NUTLEY, NJ — Hackensack Meridian Health and Seton Hall University have announced that the Hackensack Meridian School of Medicine has been established as an independent medical school. This is a major milestone for the three-year-old school that offers a three-year path to residency, partners students with underserved communities and strives to keep more physicians in New Jersey.
“We are extremely proud of the journey we have taken to create an independent medical school,” said Robert Garrett, CEO of Hackensack Meridian Health. “We have worked closely with our partner Seton Hall University to establish a school that will lead the nation in medical education, as well as create a physician workforce highly trained to excel in a new state of health care.”
Hackensack Meridian Health partnered with Seton Hall University and opened the school on the Nutley-Clifton campus on Route 3 three years ago. The agreement was restructured in 2018, in which Hackensack Meridian assumed complete financial responsibility for the school and both parties determined a date for the school’s independence.
“Our vision — which we believe is achievable — is that all citizens within the state of New Jersey — and eventually across the nation — deserve the same level of health outcomes regardless of race or socioeconomic status,” said Dr. Bonita Stanton, the school’s founding dean. “The entire curriculum is built around this vision.”
“I am confident our Interprofessional Health Sciences campus — and the alliance that supports it — will play a major role in creating a safer and healthier world for everyone. We remain focused on enhanced team-based approaches to medical and health education. These approaches will continue to serve our nursing and health and medical science students, as well as Seton Hall undergraduates who dream of studying at a world-class medical school,” Seton Hall University President Joseph Nyre said.

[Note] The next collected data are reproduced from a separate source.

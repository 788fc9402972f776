//! Block durations for successive failures.

use std::time::Duration;

use upguard_core::AutoBlockConfig;

/// Fibonacci sequence seeded at the configured floor: with a 40 second floor
/// it yields 40, 40, 80, 120, 200, ... seconds.
#[derive(Debug, Clone)]
pub struct FibonacciBackoff {
    floor: Duration,
    max: Option<Duration>,
    previous: Duration,
    current: Duration,
}

impl FibonacciBackoff {
    pub fn new(config: AutoBlockConfig) -> Self {
        Self { floor: config.initial, max: config.max, previous: Duration::ZERO, current: config.initial }
    }

    /// Return the next block duration and advance the cursor.
    pub fn next_term(&mut self) -> Duration {
        let term = self.clamp(self.current);
        if self.max.is_none_or(|max| self.current < max) {
            let next = self.previous.saturating_add(self.current);
            self.previous = self.current;
            self.current = next;
        }
        term
    }

    /// Peek at the duration the next failure would block for.
    pub fn peek(&self) -> Duration {
        self.clamp(self.current)
    }

    /// Move the cursor back to the floor.
    pub fn reset(&mut self) {
        self.previous = Duration::ZERO;
        self.current = self.floor;
    }

    fn clamp(&self, term: Duration) -> Duration {
        match self.max {
            Some(max) => term.min(max),
            None => term,
        }
    }
}

#[cfg(test)]
mod tests {
    use super::*;

    fn secs(backoff: &mut FibonacciBackoff, n: usize) -> Vec<u64> {
        (0..n).map(|_| backoff.next_term().as_secs()).collect()
    }

    #[test]
    fn test_default_sequence() {
        let mut backoff = FibonacciBackoff::new(AutoBlockConfig::default());
        assert_eq!(secs(&mut backoff, 6), vec![40, 40, 80, 120, 200, 320]);
    }

    #[test]
    fn test_reset_returns_to_floor() {
        let mut backoff = FibonacciBackoff::new(AutoBlockConfig::default());
        secs(&mut backoff, 4);
        backoff.reset();
        assert_eq!(backoff.peek(), Duration::from_secs(40));
        assert_eq!(secs(&mut backoff, 3), vec![40, 40, 80]);
    }

    #[test]
    fn test_max_caps_terms() {
        let config = AutoBlockConfig { initial: Duration::from_secs(40), max: Some(Duration::from_secs(100)) };
        let mut backoff = FibonacciBackoff::new(config);
        assert_eq!(secs(&mut backoff, 6), vec![40, 40, 80, 100, 100, 100]);
    }

    #[test]
    fn test_custom_unit() {
        let config = AutoBlockConfig { initial: Duration::from_millis(10), max: None };
        let mut backoff = FibonacciBackoff::new(config);
        let terms: Vec<u128> = (0..4).map(|_| backoff.next_term().as_millis()).collect();
        assert_eq!(terms, vec![10, 10, 20, 30]);
    }
}
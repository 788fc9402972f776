//! Repository cache invalidation, locally and across the cluster.

use std::sync::Arc;

use crate::Error;
use crate::events::{ClusterEvent, EventBus, RepositoryCacheInvalidationEvent};
use crate::repository::{Repository, RepositoryKind, RepositoryRegistry};

/// Invalidates repository caches and keeps peer nodes in step.
pub struct CacheInvalidationCoordinator {
    registry: Arc<dyn RepositoryRegistry>,
    bus: Arc<dyn EventBus>,
}

impl CacheInvalidationCoordinator {
    pub fn new(registry: Arc<dyn RepositoryRegistry>, bus: Arc<dyn EventBus>) -> Self {
        Self { registry, bus }
    }

    /// Administrative entry point: invalidate locally and tell the cluster.
    pub async fn process_caches_invalidation(&self, repository: &Repository) -> Result<(), Error> {
        self.invalidate(repository, true).await
    }

    /// Invalidate the caches a repository's kind carries.
    ///
    /// Only locally triggered invalidations are published, and never while a
    /// peer event is being replayed.
    pub async fn invalidate(&self, repository: &Repository, triggered_locally: bool) -> Result<(), Error> {
        tracing::info!(
            repository = repository.name(),
            kind = repository.kind().name(),
            triggered_locally,
            "invalidating repository caches"
        );

        match repository.kind() {
            RepositoryKind::Group(group) => group.invalidate_aggregated_cache().await?,
            RepositoryKind::Proxy(facets) => {
                facets.proxy.invalidate_proxied_cache().await?;
                facets.negative_cache.invalidate().await?;
            }
            RepositoryKind::Hosted => {}
        }

        if triggered_locally && !self.bus.is_replaying() {
            tracing::debug!(repository = repository.name(), "distributing cache invalidation");
            self.bus.publish(ClusterEvent::RepositoryCacheInvalidation(RepositoryCacheInvalidationEvent::new(
                repository.name(),
            )))?;
        }

        Ok(())
    }

    /// Replay an invalidation received from a peer.
    ///
    /// Repositories unknown to this node are skipped.
    pub async fn on_invalidation_event(&self, event: &RepositoryCacheInvalidationEvent) -> Result<(), Error> {
        match self.lookup(&event.repository_name) {
            Ok(repository) => self.invalidate(&repository, false).await,
            Err(e) => {
                tracing::debug!(error = %e, "skipping invalidation");
                Ok(())
            }
        }
    }

    /// Administrative entry point by repository name.
    ///
    /// # Errors
    ///
    /// Returns `Error::RepositoryNotFound` if no repository has that name.
    pub async fn process_caches_invalidation_by_name(&self, name: &str) -> Result<(), Error> {
        let repository = self.lookup(name)?;
        self.process_caches_invalidation(&repository).await
    }

    fn lookup(&self, name: &str) -> Result<Arc<Repository>, Error> {
        self.registry.find_by_name(name).ok_or_else(|| Error::RepositoryNotFound(name.to_string()))
    }
}

#[cfg(test)]
mod tests {
    use super::*;
    use crate::repository::{GroupFacet, NegativeCacheFacet, ProxyFacet, ProxyFacets, RepositoryManager};
    use async_trait::async_trait;
    use std::sync::Mutex;
    use std::sync::atomic::{AtomicUsize, Ordering};

    #[derive(Default)]
    struct Counter {
        calls: AtomicUsize,
        fail: bool,
    }

    impl Counter {
        fn failing() -> Self {
            Self { calls: AtomicUsize::new(0), fail: true }
        }

        fn hit(&self, facet: &str) -> Result<(), Error> {
            self.calls.fetch_add(1, Ordering::SeqCst);
            if self.fail { Err(Error::facet(facet, "unavailable")) } else { Ok(()) }
        }

        fn calls(&self) -> usize {
            self.calls.load(Ordering::SeqCst)
        }
    }

    #[async_trait]
    impl GroupFacet for Counter {
        async fn invalidate_aggregated_cache(&self) -> Result<(), Error> {
            self.hit("group")
        }
    }

    #[async_trait]
    impl ProxyFacet for Counter {
        async fn invalidate_proxied_cache(&self) -> Result<(), Error> {
            self.hit("proxy")
        }
    }

    #[async_trait]
    impl NegativeCacheFacet for Counter {
        async fn invalidate(&self) -> Result<(), Error> {
            self.hit("negative-cache")
        }
    }

    #[derive(Default)]
    struct RecordingBus {
        published: Mutex<Vec<ClusterEvent>>,
        replaying: bool,
    }

    impl EventBus for RecordingBus {
        fn publish(&self, event: ClusterEvent) -> Result<(), Error> {
            self.published.lock().unwrap().push(event);
            Ok(())
        }

        fn is_replaying(&self) -> bool {
            self.replaying
        }
    }

    struct Fixture {
        group: Arc<Counter>,
        proxy: Arc<Counter>,
        negative: Arc<Counter>,
        registry: Arc<RepositoryManager>,
    }

    fn fixture() -> Fixture {
        let group = Arc::new(Counter::default());
        let proxy = Arc::new(Counter::default());
        let negative = Arc::new(Counter::default());
        let registry = Arc::new(RepositoryManager::new());
        registry.add(Repository::new("npm-group", "npm", RepositoryKind::Group(group.clone()))).unwrap();
        registry
            .add(Repository::new(
                "npm-proxy",
                "npm",
                RepositoryKind::Proxy(ProxyFacets::new(proxy.clone(), negative.clone())),
            ))
            .unwrap();
        registry.add(Repository::new("npm-hosted", "npm", RepositoryKind::Hosted)).unwrap();
        Fixture { group, proxy, negative, registry }
    }

    fn coordinator(fixture: &Fixture, bus: Arc<RecordingBus>) -> CacheInvalidationCoordinator {
        CacheInvalidationCoordinator::new(fixture.registry.clone(), bus)
    }

    fn repository(fixture: &Fixture, name: &str) -> Arc<Repository> {
        fixture.registry.find_by_name(name).unwrap()
    }

    #[tokio::test]
    async fn test_group_touches_only_group_facet() {
        let fixture = fixture();
        let coordinator = coordinator(&fixture, Arc::new(RecordingBus::default()));

        coordinator.invalidate(&repository(&fixture, "npm-group"), false).await.unwrap();

        assert_eq!(fixture.group.calls(), 1);
        assert_eq!(fixture.proxy.calls(), 0);
        assert_eq!(fixture.negative.calls(), 0);
    }

    #[tokio::test]
    async fn test_proxy_touches_proxy_and_negative_cache() {
        let fixture = fixture();
        let coordinator = coordinator(&fixture, Arc::new(RecordingBus::default()));

        coordinator.invalidate(&repository(&fixture, "npm-proxy"), false).await.unwrap();

        assert_eq!(fixture.group.calls(), 0);
        assert_eq!(fixture.proxy.calls(), 1);
        assert_eq!(fixture.negative.calls(), 1);
    }

    #[tokio::test]
    async fn test_hosted_touches_nothing() {
        let fixture = fixture();
        let bus = Arc::new(RecordingBus::default());
        let coordinator = coordinator(&fixture, bus.clone());

        coordinator.invalidate(&repository(&fixture, "npm-hosted"), false).await.unwrap();

        assert_eq!(fixture.group.calls() + fixture.proxy.calls() + fixture.negative.calls(), 0);
        assert!(bus.published.lock().unwrap().is_empty());
    }

    #[tokio::test]
    async fn test_local_invalidation_publishes_once() {
        let fixture = fixture();
        let bus = Arc::new(RecordingBus::default());
        let coordinator = coordinator(&fixture, bus.clone());

        coordinator.process_caches_invalidation(&repository(&fixture, "npm-proxy")).await.unwrap();

        let published = bus.published.lock().unwrap();
        assert_eq!(
            *published,
            vec![ClusterEvent::RepositoryCacheInvalidation(RepositoryCacheInvalidationEvent::new("npm-proxy"))]
        );
    }

    #[tokio::test]
    async fn test_replayed_invalidation_publishes_nothing() {
        let fixture = fixture();
        let bus = Arc::new(RecordingBus::default());
        let coordinator = coordinator(&fixture, bus.clone());

        coordinator
            .on_invalidation_event(&RepositoryCacheInvalidationEvent::new("npm-proxy"))
            .await
            .unwrap();

        assert_eq!(fixture.proxy.calls(), 1);
        assert_eq!(fixture.negative.calls(), 1);
        assert!(bus.published.lock().unwrap().is_empty());
    }

    #[tokio::test]
    async fn test_local_invalidation_during_replay_publishes_nothing() {
        let fixture = fixture();
        let bus = Arc::new(RecordingBus { replaying: true, ..Default::default() });
        let coordinator = coordinator(&fixture, bus.clone());

        coordinator.invalidate(&repository(&fixture, "npm-group"), true).await.unwrap();

        assert_eq!(fixture.group.calls(), 1);
        assert!(bus.published.lock().unwrap().is_empty());
    }

    #[tokio::test]
    async fn test_unknown_repository_is_ignored() {
        let fixture = fixture();
        let bus = Arc::new(RecordingBus::default());
        let coordinator = coordinator(&fixture, bus.clone());

        coordinator
            .on_invalidation_event(&RepositoryCacheInvalidationEvent::new("gone"))
            .await
            .unwrap();

        assert!(bus.published.lock().unwrap().is_empty());
    }

    #[tokio::test]
    async fn test_invalidation_by_name() {
        let fixture = fixture();
        let bus = Arc::new(RecordingBus::default());
        let coordinator = coordinator(&fixture, bus.clone());

        coordinator.process_caches_invalidation_by_name("npm-group").await.unwrap();
        assert_eq!(fixture.group.calls(), 1);

        let result = coordinator.process_caches_invalidation_by_name("gone").await;
        assert!(matches!(result, Err(Error::RepositoryNotFound(name)) if name == "gone"));
        assert_eq!(bus.published.lock().unwrap().len(), 1);
    }

    #[tokio::test]
    async fn test_repeated_invalidation_is_idempotent() {
        let fixture = fixture();
        let bus = Arc::new(RecordingBus::default());
        let coordinator = coordinator(&fixture, bus.clone());
        let repository = repository(&fixture, "npm-proxy");

        coordinator.process_caches_invalidation(&repository).await.unwrap();
        coordinator.process_caches_invalidation(&repository).await.unwrap();

        assert_eq!(fixture.proxy.calls(), 2);
        assert_eq!(bus.published.lock().unwrap().len(), 2);
    }

    #[tokio::test]
    async fn test_facet_errors_propagate() {
        let proxy = Arc::new(Counter::failing());
        let negative = Arc::new(Counter::default());
        let registry = Arc::new(RepositoryManager::new());
        let bus = Arc::new(RecordingBus::default());
        let coordinator = CacheInvalidationCoordinator::new(registry, bus.clone());
        let repository =
            Repository::new("npm-proxy", "npm", RepositoryKind::Proxy(ProxyFacets::new(proxy.clone(), negative.clone())));

        let result = coordinator.process_caches_invalidation(&repository).await;

        assert!(matches!(result, Err(Error::FacetFailed { facet, .. }) if facet == "proxy"));
        assert_eq!(negative.calls(), 0);
        assert!(bus.published.lock().unwrap().is_empty());
    }
}
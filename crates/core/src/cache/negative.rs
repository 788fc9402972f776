//! Negative cache of "not found upstream" results.
//!
//! Remembers paths the remote confirmed absent so repeated misses are
//! answered locally until the TTL elapses.

use std::collections::HashMap;
use std::sync::Arc;
use std::time::{Duration, Instant};

use async_trait::async_trait;
use tokio::sync::RwLock;

use crate::Error;
use crate::repository::NegativeCacheFacet;

/// A recorded miss with its timestamp.
struct CachedMiss {
    recorded_at: Instant,
}

impl CachedMiss {
    fn is_expired(&self, ttl: Duration) -> bool {
        self.recorded_at.elapsed() > ttl
    }
}

/// In-memory negative cache keyed by request path.
pub struct NegativeCache {
    entries: Arc<RwLock<HashMap<String, CachedMiss>>>,
    ttl: Duration,
}

impl NegativeCache {
    pub fn new(ttl: Duration) -> Self {
        Self { entries: Arc::new(RwLock::new(HashMap::new())), ttl }
    }

    pub fn ttl(&self) -> Duration {
        self.ttl
    }

    /// Record that `path` was not found upstream, dropping expired misses.
    pub async fn put(&self, path: &str) {
        let ttl = self.ttl;
        let mut entries = self.entries.write().await;
        entries.retain(|_, miss| !miss.is_expired(ttl));
        entries.insert(path.to_string(), CachedMiss { recorded_at: Instant::now() });
    }

    /// True while an unexpired miss is recorded for `path`.
    pub async fn contains(&self, path: &str) -> bool {
        let entries = self.entries.read().await;
        entries.get(path).is_some_and(|miss| !miss.is_expired(self.ttl))
    }

    pub async fn len(&self) -> usize {
        self.entries.read().await.len()
    }

    pub async fn is_empty(&self) -> bool {
        self.entries.read().await.is_empty()
    }

    /// Drop expired entries.
    pub async fn cleanup_expired(&self) {
        let ttl = self.ttl;
        let mut entries = self.entries.write().await;
        entries.retain(|_, miss| !miss.is_expired(ttl));
    }
}

#[async_trait]
impl NegativeCacheFacet for NegativeCache {
    async fn invalidate(&self) -> Result<(), Error> {
        let mut entries = self.entries.write().await;
        let cleared = entries.len();
        entries.clear();
        tracing::debug!(cleared, "negative cache invalidated");
        Ok(())
    }
}

#[cfg(test)]
mod tests {
    use super::*;

    const TTL: Duration = Duration::from_secs(60 * 60);

    #[tokio::test]
    async fn test_put_and_contains() {
        let cache = NegativeCache::new(TTL);
        assert!(!cache.contains("/lodash").await);

        cache.put("/lodash").await;
        assert!(cache.contains("/lodash").await);
        assert!(!cache.contains("/react").await);
    }

    #[test]
    fn test_cached_miss_expiry() {
        let miss = CachedMiss { recorded_at: Instant::now() };
        assert!(!miss.is_expired(TTL));

        std::thread::sleep(Duration::from_millis(5));
        assert!(miss.is_expired(Duration::from_millis(1)));
    }

    #[tokio::test]
    async fn test_expired_entries() {
        let cache = NegativeCache::new(Duration::from_millis(50));
        cache.put("/stale").await;
        tokio::time::sleep(Duration::from_millis(80)).await;
        assert!(!cache.contains("/stale").await);

        cache.cleanup_expired().await;
        assert!(cache.is_empty().await);
    }

    #[tokio::test]
    async fn test_put_prunes_expired_misses() {
        let cache = NegativeCache::new(Duration::from_millis(50));
        cache.put("/stale").await;
        tokio::time::sleep(Duration::from_millis(80)).await;

        cache.put("/fresh").await;
        assert_eq!(cache.len().await, 1);
        assert!(cache.contains("/fresh").await);
    }

    #[tokio::test]
    async fn test_invalidate_clears_everything() {
        let cache = NegativeCache::new(TTL);
        cache.put("/a").await;
        cache.put("/b").await;

        cache.invalidate().await.unwrap();
        assert!(cache.is_empty().await);

        // nothing cached: still fine
        cache.invalidate().await.unwrap();
    }
}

Beyond sharing facilities, the Hackensack Meridian and Seton Hall communities remain strategic academic partners and have interdisciplinary connections. Together, they train students for treating opioid addiction supported by an innovative U.S. Department of Health and Human Services’ Substance Abuse and Mental Health Services grant program, which allows students at the School of Medicine, the Seton Hall School of Health and Medical Sciences, and the Seton Hall College of Nursing to receive certifications to eventually prescribe drugs to treat opioid addiction. The three schools also collaborate on a successful Interprofessional Health Sciences Research Seminar Series at the campus, which cultivates a collaborative research environment promoting scholarly discourse, skill-building and mentoring for faculty, staff and students.
The School of Medicine’s inaugural class in 2018 included 60 students, and the 2019 class admitted 90 students. Another 123 students are beginning their medical education this July. In each of the last two classes, the medical students were picked from a pool of more than 5,000 applicants.
The school’s innovative approach includes interdisciplinary learning, the opportunity for a three-year path to residency, an optional fourth year which offers combined master’s degree or graduate certificate programs, and the human dimension course. This immersive community-based experience links pairs of students to families in the community, with a focus on four domains of health: social, environmental, psychological and medical. Throughout their stay at the School of Medicine, students in the human dimension course follow the health trajectories of individuals and families, in locations including Hackensack, Garfield, Paterson, Passaic, Bloomfield, Clifton, Nutley, Union City and West New York. Through experiences in the family’s home, community and health care settings, students come to understand the role of community and context in health and well-being, as well as the role of the physician in maintaining health.
The school also aims to diversify New Jersey’s next generation of physicians. Nearly half of the class is female, and students speak 33 different languages. Half of the class identifies as persons of color, and more than a quarter are from groups categorized as under-represented in medicine.
“We value the cooperation and collaboration on this campus, and we look forward to continuing it into the future,” Stanton said. “We thank Seton Hall for their assistance in getting our start, and we will find ways to work together heading forward.”